Gevrey-Chambertin "Les Jeunes Rois" 2010 - Rene Bouvier
Some names are misleading! Here the word ""Kings"" makes no reference to a monarch but the Celtic rica, which means the trace left by the plow in the field. Attached to Young, this Kings indicates a land exploited later. René Bouvier has 1 hectare of Pinot Noir this appellation Village near Brochon, on sloping floors, exposed southeast, and composites - marl, limestone or gravel. Breeding is long, 18 months and takes place in oak barrels, 30% new. This Gevrey-Chambertin has a bright ruby color and an intense nose, mineral and floral. The palate is frank, consistent with a beautiful texture and length. Its peppery finish punctuates a complex, aromatic wine. Bernard Bouvier represents the younger generation of winemakers in Burgundy brought new blood. It belongs to those farmers who have done well in the land of the Côte de Nuits, particularly in less media names such as Marsannay and Fixin. Today, Bernard Bouvier has nothing beginner. In a few years, he first developed the field but especially this concept of terroir which is dear to him.
|Bottle Size||0.75 L|
|Main grape||Pinot Noir|
|Grapes||100% Pinot Noir|
|When to drink||2016-2025|
Modifier Unlike 2009, nothing was taken for granted in 2010 in all Burgundy appellations. The summer heat has not really been at the rendezvous, but the summer back in September and October ensured a perfectly ripe grape. Because of a difficult flowering, causing sagging and millerandage, yields were naturally low with grapes with thick skins and juice concentrates. The wines are lighter than much of 2009, they are both mature, focused and fresh. A balance which makes them easily digestible and facilitates table agreements. 2010 is a great vintage, both in white and red. Saved in extremis by its small harvest (half less volume than a normal year), it displays very tight texture, many dry, well present acidity that will keep its freshness and youth. The low load of grapes and good concentration even yielded more refined maturity in certain exceptional years. It's also a vintage where the expression of each terroir spring, where each wine its original book. The soil outweighs the vintage, which was not quite the case of 2009. Overall, white as red show an enormous concentration, due to low yields; producers who were usually around 35hl / ha fell to 28 hl / ha. This small harvest is not due to diseases, there is not been as severe sorting in 2011 where it has spread to 20% of the grapes sometimes. Spring was relatively dull and harvest, despite the sun was ungenerous. Finally, the quality of the vintage is equivalent between the Cote de Beaune and Cote de Nuits.
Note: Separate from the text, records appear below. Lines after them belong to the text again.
//! Multivariate-probit VAE with a label channel and a feature channel.
//!
//! The label encoder sees `[features, labels]`, the feature encoder sees the features
//! only, and a single decoder maps `[z, features]` to label logits for either channel.
use super::{glorot_factor, reparameterize, uniform, LatentModel, VaeOutput};
use crate::errors::FairVaeError;
use candle_core::{Device, Tensor, Var};
use rand::rngs::StdRng;
use std::collections::HashMap;
use std::path::Path;

/// Layer sizes of an `MpVae`.
#[derive(Debug, Clone, Copy, PartialEq)]
pub struct VaeDims {
    pub feature_dim: usize,
    pub label_dim: usize,
    pub latent_dim: usize,
    pub hidden_dim: usize,
    pub z_dim: usize,
}

struct Dense {
    weight: Var,
    bias: Var,
}

impl Dense {
    /// PyTorch style initialisation, uniform on `±1/sqrt(in_dim)`.
    fn new(in_dim: usize, out_dim: usize, rng: &mut StdRng, device: &Device) -> Result<Self, FairVaeError> {
        let bound = 1.0 / (in_dim as f64).sqrt();
        let weight = Var::from_tensor(&uniform(rng, (in_dim, out_dim), bound, device)?)?;
        let bias = Var::from_tensor(&uniform(rng, (1, out_dim), bound, device)?.squeeze(0)?)?;
        Ok(Dense { weight, bias })
    }

    fn forward(&self, x: &Tensor) -> Result<Tensor, FairVaeError> {
        Ok(x.matmul(self.weight.as_tensor())?.broadcast_add(self.bias.as_tensor())?)
    }

    fn named_vars(&self, prefix: &str, out: &mut Vec<(String, Var)>) {
        out.push((format!("{}.weight", prefix), self.weight.clone()));
        out.push((format!("{}.bias", prefix), self.bias.clone()));
    }
}

/// Two relu layers followed by a linear head.
struct Mlp {
    hidden: [Dense; 2],
    head: Dense,
}

impl Mlp {
    fn new(
        in_dim: usize,
        hidden_dim: usize,
        out_dim: usize,
        rng: &mut StdRng,
        device: &Device,
    ) -> Result<Self, FairVaeError> {
        Ok(Mlp {
            hidden: [
                Dense::new(in_dim, hidden_dim, rng, device)?,
                Dense::new(hidden_dim, hidden_dim, rng, device)?,
            ],
            head: Dense::new(hidden_dim, out_dim, rng, device)?,
        })
    }

    fn trunk(&self, x: &Tensor) -> Result<Tensor, FairVaeError> {
        let mut h = x.clone();
        for layer in &self.hidden {
            h = layer.forward(&h)?.relu()?;
        }
        Ok(h)
    }

    fn forward(&self, x: &Tensor) -> Result<Tensor, FairVaeError> {
        self.head.forward(&self.trunk(x)?)
    }

    fn named_vars(&self, prefix: &str, out: &mut Vec<(String, Var)>) {
        for (i, layer) in self.hidden.iter().enumerate() {
            layer.named_vars(&format!("{}.hidden{}", prefix, i), out);
        }
        self.head.named_vars(&format!("{}.head", prefix), out);
    }
}

/// Gaussian encoder, an `Mlp` trunk with separate mean and log-variance heads.
struct Encoder {
    body: Mlp,
    logvar_head: Dense,
}

impl Encoder {
    fn new(in_dim: usize, dims: &VaeDims, rng: &mut StdRng, device: &Device) -> Result<Self, FairVaeError> {
        Ok(Encoder {
            body: Mlp::new(in_dim, dims.hidden_dim, dims.latent_dim, rng, device)?,
            logvar_head: Dense::new(dims.hidden_dim, dims.latent_dim, rng, device)?,
        })
    }

    fn forward(&self, x: &Tensor) -> Result<(Tensor, Tensor), FairVaeError> {
        let h = self.body.trunk(x)?;
        let mu = self.body.head.forward(&h)?;
        let logvar = self.logvar_head.forward(&h)?;
        Ok((mu, logvar))
    }

    fn named_vars(&self, prefix: &str, out: &mut Vec<(String, Var)>) {
        self.body.named_vars(prefix, out);
        self.logvar_head.named_vars(&format!("{}.logvar", prefix), out);
    }
}

pub struct MpVae {
    label_encoder: Encoder,
    feat_encoder: Encoder,
    decoder: Mlp,
    r_sqrt_sigma: Var,
    training: bool,
    device: Device,
}

impl MpVae {
    /// Build a freshly initialised model. All initial values are drawn from `rng`.
    pub fn new(dims: VaeDims, rng: &mut StdRng, device: &Device) -> Result<Self, FairVaeError> {
        let label_encoder = Encoder::new(dims.feature_dim + dims.label_dim, &dims, rng, device)?;
        let feat_encoder = Encoder::new(dims.feature_dim, &dims, rng, device)?;
        let decoder = Mlp::new(dims.latent_dim + dims.feature_dim, dims.hidden_dim, dims.label_dim, rng, device)?;
        let r_sqrt_sigma = Var::from_tensor(&glorot_factor(rng, dims.label_dim, dims.z_dim, device)?)?;
        Ok(MpVae {
            label_encoder,
            feat_encoder,
            decoder,
            r_sqrt_sigma,
            training: true,
            device: device.clone(),
        })
    }

    fn decode(&self, z: &Tensor, feats: &Tensor) -> Result<Tensor, FairVaeError> {
        self.decoder.forward(&Tensor::cat(&[z, feats], 1)?)
    }

    /// Parameters keyed by a stable name, the keys of a saved snapshot.
    pub fn named_vars(&self) -> Vec<(String, Var)> {
        let mut out = Vec::new();
        self.label_encoder.named_vars("label_encoder", &mut out);
        self.feat_encoder.named_vars("feat_encoder", &mut out);
        self.decoder.named_vars("decoder", &mut out);
        out.push(("r_sqrt_sigma".to_string(), self.r_sqrt_sigma.clone()));
        out
    }

    /// Write every parameter to a safetensors file.
    pub fn save<P: AsRef<Path>>(&self, path: P) -> Result<(), FairVaeError> {
        let tensors: HashMap<String, Tensor> = self
            .named_vars()
            .into_iter()
            .map(|(name, var)| (name, var.as_tensor().clone()))
            .collect();
        candle_core::safetensors::save(&tensors, path.as_ref())
            .map_err(|e| FairVaeError::UnableToWrite(format!("{}: {}", path.as_ref().display(), e)))
    }

    /// Overwrite every parameter with the values stored at `path`.
    pub fn load<P: AsRef<Path>>(&self, path: P) -> Result<(), FairVaeError> {
        let tensors = candle_core::safetensors::load(path.as_ref(), &self.device)
            .map_err(|e| FairVaeError::UnableToRead(format!("{}: {}", path.as_ref().display(), e)))?;
        for (name, var) in self.named_vars() {
            let value = tensors
                .get(&name)
                .ok_or_else(|| FairVaeError::UnableToRead(format!("{}: missing tensor {}", path.as_ref().display(), name)))?;
            var.set(value)?;
        }
        Ok(())
    }
}

impl LatentModel for MpVae {
    fn forward(&self, labels: &Tensor, feats: &Tensor, rng: &mut StdRng) -> Result<VaeOutput, FairVaeError> {
        let (label_mu, label_logvar) = self.label_encoder.forward(&Tensor::cat(&[feats, labels], 1)?)?;
        let label_z = self.label_reparameterize(&label_mu, &label_logvar, rng)?;
        let label_out = self.decode(&label_z, feats)?;

        let (feat_mu, feat_logvar) = self.feat_encoder.forward(feats)?;
        let feat_z = self.feat_reparameterize(&feat_mu, &feat_logvar, rng)?;
        let feat_out = self.decode(&feat_z, feats)?;

        Ok(VaeOutput {
            label_out,
            label_mu,
            label_logvar,
            feat_out,
            feat_mu,
            feat_logvar,
        })
    }

    fn label_reparameterize(&self, mu: &Tensor, logvar: &Tensor, rng: &mut StdRng) -> Result<Tensor, FairVaeError> {
        if self.training {
            reparameterize(mu, logvar, rng)
        } else {
            Ok(mu.clone())
        }
    }

    fn feat_reparameterize(&self, mu: &Tensor, logvar: &Tensor, rng: &mut StdRng) -> Result<Tensor, FairVaeError> {
        if self.training {
            reparameterize(mu, logvar, rng)
        } else {
            Ok(mu.clone())
        }
    }

    fn r_sqrt_sigma(&self) -> &Tensor {
        self.r_sqrt_sigma.as_tensor()
    }

    fn vars(&self) -> Vec<Var> {
        self.named_vars().into_iter().map(|(_, v)| v).collect()
    }

    fn set_training(&mut self, training: bool) {
        self.training = training;
    }

    fn is_training(&self) -> bool {
        self.training
    }

    fn device(&self) -> &Device {
        &self.device
    }
}

#[cfg(test)]
mod tests {
    use super::*;
    use rand::SeedableRng;

    fn tiny_dims() -> VaeDims {
        VaeDims {
            feature_dim: 3,
            label_dim: 4,
            latent_dim: 2,
            hidden_dim: 5,
            z_dim: 3,
        }
    }

    #[test]
    fn test_forward_shapes() {
        let mut rng = StdRng::seed_from_u64(0);
        let model = MpVae::new(tiny_dims(), &mut rng, &Device::Cpu).unwrap();
        let feats = Tensor::zeros((6, 3), candle_core::DType::F32, &Device::Cpu).unwrap();
        let labels = Tensor::ones((6, 4), candle_core::DType::F32, &Device::Cpu).unwrap();
        let out = model.forward(&labels, &feats, &mut rng).unwrap();
        assert_eq!(out.label_out.dims2().unwrap(), (6, 4));
        assert_eq!(out.feat_out.dims2().unwrap(), (6, 4));
        assert_eq!(out.label_mu.dims2().unwrap(), (6, 2));
        assert_eq!(out.feat_logvar.dims2().unwrap(), (6, 2));
        assert_eq!(model.r_sqrt_sigma().dims2().unwrap(), (4, 3));
    }

    #[test]
    fn test_initialisation_is_seeded() {
        let a = MpVae::new(tiny_dims(), &mut StdRng::seed_from_u64(4), &Device::Cpu).unwrap();
        let b = MpVae::new(tiny_dims(), &mut StdRng::seed_from_u64(4), &Device::Cpu).unwrap();
        for ((na, va), (nb, vb)) in a.named_vars().iter().zip(b.named_vars().iter()) {
            assert_eq!(na, nb);
            let va = va.as_tensor().flatten_all().unwrap().to_vec1::<f32>().unwrap();
            let vb = vb.as_tensor().flatten_all().unwrap().to_vec1::<f32>().unwrap();
            assert_eq!(va, vb);
        }
    }

    #[test]
    fn test_inference_mode_is_deterministic() {
        let mut model = MpVae::new(tiny_dims(), &mut StdRng::seed_from_u64(1), &Device::Cpu).unwrap();
        model.set_training(false);
        let feats = Tensor::new(&[[0.1f32, 0.2, 0.3]], &Device::Cpu).unwrap();
        let labels = Tensor::new(&[[1f32, 0., 1., 0.]], &Device::Cpu).unwrap();
        let a = model.forward(&labels, &feats, &mut StdRng::seed_from_u64(2)).unwrap();
        let b = model.forward(&labels, &feats, &mut StdRng::seed_from_u64(3)).unwrap();
        assert_eq!(
            a.feat_out.to_vec2::<f32>().unwrap(),
            b.feat_out.to_vec2::<f32>().unwrap()
        );
    }

    #[test]
    fn test_save_and_load_snapshot() {
        let path = std::env::temp_dir().join(format!("fairvae-vae-{}.safetensors", std::process::id()));
        let a = MpVae::new(tiny_dims(), &mut StdRng::seed_from_u64(10), &Device::Cpu).unwrap();
        let b = MpVae::new(tiny_dims(), &mut StdRng::seed_from_u64(11), &Device::Cpu).unwrap();
        a.save(&path).unwrap();
        b.load(&path).unwrap();
        let ra = a.r_sqrt_sigma().to_vec2::<f32>().unwrap();
        let rb = b.r_sqrt_sigma().to_vec2::<f32>().unwrap();
        assert_eq!(ra, rb);
        std::fs::remove_file(&path).unwrap();
    }
}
The whites of the Cote Chalonnaise are also concentrated, this time with a nice acidity that bodes them good guard. On the area of Chassagne, the concentration is once again at the rendezvous; wines looming magnificently, and will age very well. The aromatic expressions are also very much in place. Puligny experienced the same success or even greater, as to meursaults they were terribly promising as they exit. As for Chablis everyone agrees found in 2010 as the best vintage of the last twenty years!